Questionもうこれ以上、社会保険庁には
まかせておけませんね?

Answerはい。社会保険庁の廃止・解体は規定路線といってよいでしょう。

 政府与党は、社会保険庁が担当する年金部門を新設する「日本年金機構」に引き継ぐ、機構の理事長は厚生労働大臣が任命、役職員は非公務員だが「みなし公務員」、保険料徴収業務は広く民間に委託、悪質滞納者からの徴収は国税庁に委任、などを骨子とする「社会保険庁改革法案」を五月三一日の衆院本会議に提出し、翌一日未明に可決しました。同時に、年金の記録ミスによる支給もれがあった場合、五年の時効を無効にして不足分を受け取れるようにする「年金時効撤廃特例法案」も可決しました。政府与党は参院本会議の審議をへて、今国会で両法案を成立させる構えです。

 もっとも野党側は、両法案の提出は拙速で、抜本的な改革にならないと主張しています。この問題を追及して明るみに出したのが野党側だったことは確かですから、もっと野党の意見を聞き、強行採決のようなやり方は避けるべきだという声は、与党側からも聞かれます。一方、過去の労働厚生大臣が誰で責任がどうだという批判が出てくるなど、年金問題をめぐる議論は、やや泥仕合的な様相も呈しています。不毛な議論は、そろそろ打ち止めにして、真に国民のためになる改革を進めてほしいものです。

計画的・現実的な対応を

Question転職したことがあり年金記録が心配です。
どうすればいいですか?

Answer年金支給年齢まで何年か余裕があるならば、あわてる必要は全然ありません。
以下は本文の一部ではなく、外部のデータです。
use chrono::{DateTime, Utc};
use serde::{Deserialize, Serialize};

/// Statistics about a recording session
#[derive(Debug, Clone, Serialize, Deserialize)]
pub struct SessionStats {
    /// Whether recording is currently active
    pub is_recording: bool,

    /// When the session was created
    pub started_at: DateTime<Utc>,

    /// Total duration in seconds since creation
    pub duration_secs: f64,

    /// Number of capture chunks received so far
    pub chunks_count: usize,
}
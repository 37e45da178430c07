pub mod audio;
pub mod config;
pub mod error;
pub mod session;
pub mod transcribe;

pub use audio::{
    encode_wav, AudioChunk, AudioDecoder, DecodedAudio, FileRecorder, MicrophoneRecorder,
    Recorder, RecorderConfig, RecorderFactory, RecorderSource, SymphoniaDecoder, WAV_HEADER_LEN,
};
pub use config::Config;
pub use error::PipelineError;
pub use session::{PipelineStatus, RecordingSession, SessionConfig, SessionStats};
pub use transcribe::{HttpTranscriptionClient, Transcriber, Transcription};
//! Configuration schema types
//!
//! Maps one-to-one onto the sections of `deident.toml`.

use crate::anonymization::config::PrivacyConfig;
use serde::{Deserialize, Serialize};

/// Main deident configuration
///
/// This is the root configuration structure that maps to the TOML file.
/// Every section is optional and falls back to its defaults.
#[derive(Debug, Clone, Default, PartialEq, Eq, Serialize, Deserialize)]
pub struct DeidentConfig {
    /// Application-level settings
    #[serde(default)]
    pub application: ApplicationConfig,

    /// De-identification settings
    #[serde(default)]
    pub privacy: PrivacyConfig,

    /// Logging configuration
    #[serde(default)]
    pub logging: LoggingConfig,
}

impl DeidentConfig {
    /// Validates the configuration
    ///
    /// # Errors
    ///
    /// Returns an error if any configuration values are invalid
    pub fn validate(&self) -> Result<(), String> {
        self.application.validate()?;
        self.privacy.validate().map_err(|e| format!("{e:#}"))?;
        self.logging.validate()?;
        Ok(())
    }
}

/// Application-level configuration
#[derive(Debug, Clone, PartialEq, Eq, Serialize, Deserialize)]
pub struct ApplicationConfig {
    /// Log level (trace, debug, info, warn, error)
    #[serde(default = "default_log_level")]
    pub log_level: String,

    /// Dry run mode (run and validate the batch, write nothing)
    #[serde(default)]
    pub dry_run: bool,
}

impl Default for ApplicationConfig {
    fn default() -> Self {
        Self {
            log_level: default_log_level(),
            dry_run: false,
        }
    }
}

impl ApplicationConfig {
    fn validate(&self) -> Result<(), String> {
        let valid_levels = ["trace", "debug", "info", "warn", "error"];
        if !valid_levels.contains(&self.log_level.as_str()) {
            return Err(format!(
                "Invalid log_level '{}'. Must be one of: {}",
                self.log_level,
                valid_levels.join(", ")
            ));
        }
        Ok(())
    }
}

/// Logging configuration
#[derive(Debug, Clone, PartialEq, Eq, Serialize, Deserialize)]
pub struct LoggingConfig {
    /// Enable local JSON file logging
    #[serde(default)]
    pub local_enabled: bool,

    /// Local log directory
    #[serde(default = "default_local_path")]
    pub local_path: String,

    /// Log rotation strategy
    #[serde(default = "default_local_rotation")]
    pub local_rotation: String,
}

impl LoggingConfig {
    fn validate(&self) -> Result<(), String> {
        let valid_rotations = ["daily", "hourly", "never"];
        if !valid_rotations.contains(&self.local_rotation.as_str()) {
            return Err(format!(
                "Invalid logging.local_rotation '{}'. Must be one of: {}",
                self.local_rotation,
                valid_rotations.join(", ")
            ));
        }

        if self.local_enabled && self.local_path.trim().is_empty() {
            return Err("logging.local_path must be set when local_enabled = true".to_string());
        }

        Ok(())
    }
}

impl Default for LoggingConfig {
    fn default() -> Self {
        Self {
            local_enabled: false,
            local_path: default_local_path(),
            local_rotation: default_local_rotation(),
        }
    }
}

// Default value functions
fn default_log_level() -> String {
    "info".to_string()
}

fn default_local_path() -> String {
    "./logs".to_string()
}

fn default_local_rotation() -> String {
    "daily".to_string()
}
//! Batch reporting
//!
//! Summarises one batch for the console or as JSON. A report never carries
//! record contents or the identity map.

use crate::core::pipeline::BatchOutput;
use crate::domain::PipelineError;
use serde::{Deserialize, Serialize};
use uuid::Uuid;

/// Summary of one de-identification batch
#[derive(Debug, Clone, Serialize, Deserialize)]
pub struct BatchReport {
    /// Batch id
    pub batch_id: Uuid,

    /// `released` or `rejected`
    pub outcome: String,

    /// Whether outputs were withheld (dry run)
    pub dry_run: bool,

    /// Records read from the input
    pub input_records: usize,

    /// Storage records released
    pub released_records: usize,

    /// Distinct patients
    pub patients: usize,

    /// Consent hashes produced
    pub consent_hashes: usize,

    /// Cohort statistics
    pub cohorts: CohortStats,

    /// Storage batch hash
    pub batch_hash: Option<String>,

    /// Chain batch hash
    pub chain_batch_hash: Option<String>,

    /// Error category of a rejected batch
    pub error_category: Option<String>,

    /// Violation locations of a rejected batch
    pub violations: Vec<String>,

    /// Warnings (k bypass, suppressed cohorts)
    pub warnings: Vec<String>,

    /// Wall-clock processing time
    pub processing_time_ms: u64,
}

/// Cohort statistics of a released batch
#[derive(Debug, Clone, Default, Serialize, Deserialize)]
pub struct CohortStats {
    /// Threshold in force
    pub k: usize,

    /// Distinct storage cohorts
    pub storage_cohorts: usize,

    /// Distinct chain cohorts
    pub chain_cohorts: usize,

    /// Smallest storage cohort
    pub smallest_storage_cohort: Option<usize>,

    /// Enforcement bypassed for a corpus smaller than k
    pub bypassed: bool,

    /// Cohorts dropped by suppression
    pub suppressed_cohorts: usize,

    /// Records dropped by suppression
    pub suppressed_records: usize,
}

impl BatchReport {
    /// Report for a released batch
    pub fn released(output: &BatchOutput, processing_time_ms: u64) -> Self {
        let storage = &output.cohort_report.storage;
        let mut warnings = Vec::new();

        if output.cohort_report.bypassed() {
            warnings.push(format!(
                "Only {} record(s) released, fewer than k = {}; cohort sizes were not enforced",
                storage.total_records, storage.k
            ));
        }
        for cohort in &output.suppressed {
            warnings.push(format!("Suppressed cohort {cohort}"));
        }

        Self {
            batch_id: output.batch_id,
            outcome: "released".to_string(),
            dry_run: false,
            input_records: output.input_records,
            released_records: output.release.len(),
            patients: output.release.patient_count(),
            consent_hashes: output.release.consent_hashes.len(),
            cohorts: CohortStats {
                k: storage.k,
                storage_cohorts: storage.cohort_count,
                chain_cohorts: output.cohort_report.chain.cohort_count,
                smallest_storage_cohort: storage.smallest_cohort,
                bypassed: output.cohort_report.bypassed(),
                suppressed_cohorts: output.suppressed.len(),
                suppressed_records: output.suppressed_records(),
            },
            batch_hash: Some(output.release.batch_hash.clone()),
            chain_batch_hash: Some(output.release.chain_batch_hash.clone()),
            error_category: None,
            violations: Vec::new(),
            warnings,
            processing_time_ms,
        }
    }

    /// Report for a rejected batch
    pub fn rejected(batch_id: Uuid, error: &PipelineError, processing_time_ms: u64) -> Self {
        Self {
            batch_id,
            outcome: "rejected".to_string(),
            dry_run: false,
            input_records: 0,
            released_records: 0,
            patients: 0,
            consent_hashes: 0,
            cohorts: CohortStats::default(),
            batch_hash: None,
            chain_batch_hash: None,
            error_category: Some(error.category().to_string()),
            violations: error.locations(),
            warnings: Vec::new(),
            processing_time_ms,
        }
    }

    /// Marks the report as a dry run
    pub fn with_dry_run(mut self, dry_run: bool) -> Self {
        self.dry_run = dry_run;
        self
    }

    /// Whether the batch was released
    pub fn is_released(&self) -> bool {
        self.outcome == "released"
    }

    /// Format report for console output
    pub fn format_console(&self) -> String {
        let mut output = String::new();

        output.push('\n');
        output.push_str("═══════════════════════════════════════════════════════════════\n");
        output.push_str("                  DE-IDENTIFICATION BATCH REPORT               \n");
        output.push_str("═══════════════════════════════════════════════════════════════\n");
        output.push('\n');

        output.push_str("📊 SUMMARY\n");
        output.push_str("───────────────────────────────────────────────────────────────\n");
        output.push_str(&format!("  Batch ID:            {}\n", self.batch_id));
        output.push_str(&format!(
            "  Outcome:             {}{}\n",
            self.outcome,
            if self.dry_run { " (dry run)" } else { "" }
        ));
        output.push_str(&format!("  Input Records:       {}\n", self.input_records));
        output.push_str(&format!("  Released Records:    {}\n", self.released_records));
        output.push_str(&format!("  Patients:            {}\n", self.patients));
        output.push_str(&format!("  Consent Hashes:      {}\n", self.consent_hashes));
        output.push_str(&format!(
            "  Processing Time:     {} ms\n",
            self.processing_time_ms
        ));
        output.push('\n');

        if self.is_released() {
            output.push_str("👥 COHORTS\n");
            output.push_str("───────────────────────────────────────────────────────────────\n");
            output.push_str(&format!("  k:                   {}\n", self.cohorts.k));
            output.push_str(&format!(
                "  Storage Cohorts:     {}\n",
                self.cohorts.storage_cohorts
            ));
            output.push_str(&format!(
                "  Chain Cohorts:       {}\n",
                self.cohorts.chain_cohorts
            ));
            if let Some(smallest) = self.cohorts.smallest_storage_cohort {
                output.push_str(&format!("  Smallest Cohort:     {}\n", smallest));
            }
            if self.cohorts.suppressed_cohorts > 0 {
                output.push_str(&format!(
                    "  Suppressed:          {} cohort(s), {} record(s)\n",
                    self.cohorts.suppressed_cohorts, self.cohorts.suppressed_records
                ));
            }
            output.push('\n');

            if let (Some(storage), Some(chain)) = (&self.batch_hash, &self.chain_batch_hash) {
                output.push_str("🔗 PROVENANCE\n");
                output.push_str(
                    "───────────────────────────────────────────────────────────────\n",
                );
                output.push_str(&format!("  Batch Hash:          {}\n", storage));
                output.push_str(&format!("  Chain Batch Hash:    {}\n", chain));
                output.push('\n');
            }
        }

        if let Some(ref category) = self.error_category {
            output.push_str("❌ REJECTION\n");
            output.push_str("───────────────────────────────────────────────────────────────\n");
            output.push_str(&format!("  Category:            {}\n", category));
            for violation in &self.violations {
                output.push_str(&format!("  • {}\n", violation));
            }
            output.push('\n');
        }

        if !self.warnings.is_empty() {
            output.push_str("⚠️  WARNINGS\n");
            output.push_str("───────────────────────────────────────────────────────────────\n");
            for warning in &self.warnings {
                output.push_str(&format!("  • {}\n", warning));
            }
            output.push('\n');
        }

        output.push_str("═══════════════════════════════════════════════════════════════\n");

        output
    }

    /// Format report as JSON
    pub fn format_json(&self) -> Result<String, serde_json::Error> {
        serde_json::to_string_pretty(self)
    }

    /// Write report to file
    pub fn write_to_file(&self, path: &std::path::Path) -> std::io::Result<()> {
        let json = self.format_json().map_err(std::io::Error::other)?;
        std::fs::write(path, json)
    }
}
 社会保険庁は六月一一日から二四時間体制で年金フリーダイヤルを始めましたが、三日間で一〇〇万本以上の電話がかかり、つながる人は二〇人に一人もいません。電話するだけムダですから、自宅で古い納付記録や通帳などを調べ直すくらいにして、窓口へ行くのは来年でもいい、というようにゆったり構えてください。これだけ大騒ぎになったのですから、年金関係書類を新たに破棄するようなことは、社会保険庁も自治体もやらないはずです。

 現在、年金を受給中である、またはもうすぐ受給が始まるという人は、年金証書、振込通知書、年金手帳、被保険者証など関係書類を用意したうえで、社会保険事務所を訪ねるのがよいでしょう。本人自筆の依頼状があれば家族の相談も受け付けます。
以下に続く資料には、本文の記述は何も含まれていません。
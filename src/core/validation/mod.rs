//! Release-set validation
//!
//! [`checks`] holds the per-category record checks; [`output`] composes them
//! with k-anonymity and provenance verification into the final gate.

pub mod checks;
pub mod output;

pub use checks::{check_demographics, check_identifiers, scan_pii};
pub use output::{OutputValidator, ValidationReport};
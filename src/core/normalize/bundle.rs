//! Clinical-resource bundles
//!
//! Patients are resolved first; observations and consents are then joined to
//! them by reference. A patient with no observation still yields one
//! `Patient` record so its demographics are released.

use super::scalar_text;
use super::tabular::DEFAULT_CONSENT_TYPE;
use crate::domain::record::{
    CanonicalRecord, ConsentTerms, DirectIdentifiers, RawDemographics, ResourceKind,
};
use crate::domain::sensitive::sensitive_opt;
use crate::domain::{PatientKey, PipelineError};
use serde_json::Value;
use std::collections::{BTreeMap, HashMap};

struct BundlePatient {
    key: PatientKey,
    identifiers: DirectIdentifiers,
    demographics: RawDemographics,
    linked: usize,
}

enum Entry<'a> {
    Patient(usize),
    Observation(&'a Value, Option<usize>),
    Consent(&'a Value, Option<usize>),
    Skipped,
}

pub(super) fn normalize_bundle(entries: &[Value]) -> Result<Vec<CanonicalRecord>, PipelineError> {
    let mut patients: Vec<BundlePatient> = Vec::new();
    let mut references: HashMap<String, usize> = HashMap::new();
    let mut classified = Vec::with_capacity(entries.len());

    for (index, entry) in entries.iter().enumerate() {
        let resource = entry.get("resource").unwrap_or(entry);
        let resource_type = resource
            .get("resourceType")
            .and_then(Value::as_str)
            .ok_or_else(|| {
                PipelineError::normalization(Some(index), "bundle entry has no resourceType")
            })?;

        let kind = match resource_type {
            "Patient" => {
                let patient = parse_patient(index, resource)?;
                let position = patients.len();
                if let Some(id) = resource.get("id").and_then(Value::as_str) {
                    references.insert(format!("Patient/{id}"), position);
                    references.entry(id.to_string()).or_insert(position);
                }
                if let Some(full_url) = entry.get("fullUrl").and_then(Value::as_str) {
                    references.insert(full_url.to_string(), position);
                }
                patients.push(patient);
                Entry::Patient(position)
            }
            "Observation" => Entry::Observation(resource, None),
            "Consent" => Entry::Consent(resource, None),
            other => {
                tracing::debug!(entry = index, resource_type = other, "Skipping unsupported resource");
                Entry::Skipped
            }
        };
        classified.push(kind);
    }

    // Join observations and consents once every patient reference is known
    for (index, entry) in classified.iter_mut().enumerate() {
        match entry {
            Entry::Observation(resource, target) => {
                let position = resolve_patient(index, *resource, &["subject"], &references, &patients)?;
                patients[position].linked += 1;
                *target = Some(position);
            }
            Entry::Consent(resource, target) => {
                let position =
                    resolve_patient(index, *resource, &["patient", "subject"], &references, &patients)?;
                *target = Some(position);
            }
            _ => {}
        }
    }

    let mut records = Vec::new();
    for (index, entry) in classified.into_iter().enumerate() {
        let source_index = records.len();
        match entry {
            Entry::Patient(position) if patients[position].linked == 0 => {
                records.push(patient_record(source_index, &patients[position], ResourceKind::Patient));
            }
            Entry::Observation(resource, Some(position)) => {
                let mut record =
                    patient_record(source_index, &patients[position], ResourceKind::Observation);
                record.clinical = observation_fields(resource);
                records.push(record);
            }
            Entry::Consent(resource, Some(position)) => {
                let mut record =
                    patient_record(source_index, &patients[position], ResourceKind::Consent);
                record.consent = Some(consent_terms(index, resource)?);
                records.push(record);
            }
            _ => {}
        }
    }

    Ok(records)
}

fn patient_record(source_index: usize, patient: &BundlePatient, kind: ResourceKind) -> CanonicalRecord {
    let mut record = CanonicalRecord::new(source_index, kind, patient.key.clone());
    record.identifiers = patient.identifiers.clone();
    record.demographics = patient.demographics.clone();
    record
}

fn resolve_patient(
    index: usize,
    resource: &Value,
    reference_fields: &[&str],
    references: &HashMap<String, usize>,
    patients: &[BundlePatient],
) -> Result<usize, PipelineError> {
    let reference = reference_fields.iter().find_map(|field| {
        resource
            .get(*field)
            .and_then(|r| r.get("reference"))
            .and_then(Value::as_str)
    });

    if let Some(position) = reference.and_then(|r| references.get(r)) {
        return Ok(*position);
    }

    if patients.is_empty() {
        return Err(PipelineError::normalization(
            Some(index),
            "bundle entry references a patient but the bundle has no Patient resource",
        ));
    }

    tracing::warn!(
        entry = index,
        "Patient reference did not resolve, falling back to the first patient in the bundle"
    );
    Ok(0)
}

fn parse_patient(index: usize, resource: &Value) -> Result<BundlePatient, PipelineError> {
    let name = patient_name(resource);
    let key = first_identifier(resource)
        .or_else(|| resource.get("id").and_then(scalar_text))
        .or_else(|| name.clone())
        .and_then(|k| PatientKey::new(k).ok())
        .ok_or_else(|| {
            PipelineError::normalization(
                Some(index),
                "Patient resource has no identifier, id or name",
            )
        })?;

    let mut phone = None;
    let mut email = None;
    for telecom in array(resource, "telecom") {
        let value = telecom.get("value").and_then(scalar_text);
        match telecom.get("system").and_then(Value::as_str) {
            Some("phone") | Some("sms") if phone.is_none() => phone = value,
            Some("email") if email.is_none() => email = value,
            _ => {}
        }
    }

    let address = array(resource, "address").next();
    let country = address.and_then(|a| a.get("country")).and_then(scalar_text);
    let region = address.and_then(|a| {
        a.get("district")
            .or_else(|| a.get("state"))
            .and_then(scalar_text)
    });

    let identifiers = DirectIdentifiers {
        name: sensitive_opt(name),
        address: sensitive_opt(address.and_then(address_text)),
        phone: sensitive_opt(phone),
        email: sensitive_opt(email),
        national_id: None,
    };

    let demographics = RawDemographics {
        birth_date: sensitive_opt(resource.get("birthDate").and_then(scalar_text)),
        age: None,
        gender: resource.get("gender").and_then(scalar_text),
        country,
        region,
        occupation: occupation_extension(resource),
    };

    Ok(BundlePatient {
        key,
        identifiers,
        demographics,
        linked: 0,
    })
}

fn array<'a>(value: &'a Value, field: &str) -> impl Iterator<Item = &'a Value> {
    value
        .get(field)
        .and_then(Value::as_array)
        .map(|items| items.iter())
        .into_iter()
        .flatten()
}

fn first_identifier(resource: &Value) -> Option<String> {
    array(resource, "identifier").find_map(|identifier| identifier.get("value").and_then(scalar_text))
}

fn patient_name(resource: &Value) -> Option<String> {
    let name = array(resource, "name").next()?;
    if let Some(text) = name.get("text").and_then(scalar_text) {
        return Some(text);
    }
    let mut parts: Vec<String> = array(name, "given").filter_map(scalar_text).collect();
    if let Some(family) = name.get("family").and_then(scalar_text) {
        parts.push(family);
    }
    (!parts.is_empty()).then(|| parts.join(" "))
}

fn address_text(address: &Value) -> Option<String> {
    if let Some(text) = address.get("text").and_then(scalar_text) {
        return Some(text);
    }
    let mut parts: Vec<String> = array(address, "line").filter_map(scalar_text).collect();
    for field in ["city", "district", "state", "country"] {
        if let Some(part) = address.get(field).and_then(scalar_text) {
            parts.push(part);
        }
    }
    (!parts.is_empty()).then(|| parts.join(", "))
}

fn occupation_extension(resource: &Value) -> Option<String> {
    array(resource, "extension")
        .find(|extension| {
            extension
                .get("url")
                .and_then(Value::as_str)
                .is_some_and(|url| url.to_lowercase().contains("occupation"))
        })
        .and_then(|extension| {
            extension
                .get("valueString")
                .and_then(scalar_text)
                .or_else(|| concept_text(extension.get("valueCodeableConcept")?))
        })
}

fn concept_text(concept: &Value) -> Option<String> {
    concept.get("text").and_then(scalar_text).or_else(|| {
        let coding = array(concept, "coding").next()?;
        coding
            .get("display")
            .and_then(scalar_text)
            .or_else(|| coding.get("code").and_then(scalar_text))
    })
}

fn observation_fields(resource: &Value) -> BTreeMap<String, String> {
    let mut fields = BTreeMap::new();

    if let Some(code) = resource.get("code").and_then(concept_text) {
        fields.insert("code".to_string(), code);
    }

    let quantity = resource.get("valueQuantity");
    let value = quantity
        .and_then(|q| q.get("value"))
        .and_then(scalar_text)
        .or_else(|| resource.get("valueString").and_then(scalar_text))
        .or_else(|| resource.get("valueCodeableConcept").and_then(concept_text))
        .or_else(|| resource.get("valueInteger").and_then(scalar_text))
        .or_else(|| resource.get("valueBoolean").and_then(scalar_text));
    if let Some(value) = value {
        fields.insert("value".to_string(), value);
    }
    if let Some(unit) = quantity.and_then(|q| q.get("unit")).and_then(scalar_text) {
        fields.insert("unit".to_string(), unit);
    }
    if let Some(status) = resource.get("status").and_then(scalar_text) {
        fields.insert("status".to_string(), status);
    }
    if let Some(effective) = resource.get("effectiveDateTime").and_then(scalar_text) {
        fields.insert("effectiveDate".to_string(), effective);
    }

    fields
}

fn consent_terms(index: usize, resource: &Value) -> Result<ConsentTerms, PipelineError> {
    let consent_date = resource
        .get("dateTime")
        .and_then(scalar_text)
        .ok_or_else(|| PipelineError::normalization(Some(index), "Consent resource has no dateTime"))?;

    let consent_type = resource
        .get("scope")
        .and_then(concept_text)
        .or_else(|| array(resource, "category").next().and_then(concept_text))
        .unwrap_or_else(|| DEFAULT_CONSENT_TYPE.to_string());

    Ok(ConsentTerms {
        consent_date,
        consent_type,
    })
}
 何より社会保険庁側に求めたいのは、五〇〇〇万件の突き合わせを一年以内にやる、二四時間の電話対応をするといった漠然とした対応ではなく、「計画的」で「現実的」な対応です。年金記録紛失問題に割くことができる職員数は何人、のべ何時間で、相談一件あたり一五分として何人に対応可能だときちんと説明し、「だから、何歳以下の人の相談は待ってほしい」と国民に頼むべきでしょう。

 給付が始まらないのだから、たとえば一九五八年生まれの人の相談は二〇〇九年五月でも構わないはずです。逆に、すぐ給付が始まる人に対しては、相談などなくても社会保険庁から、あなたの記録はこうなっているという書面を出すべきです。そんな工夫が見られず、場当たり的な対応を重ねていることは、おおいに不満です。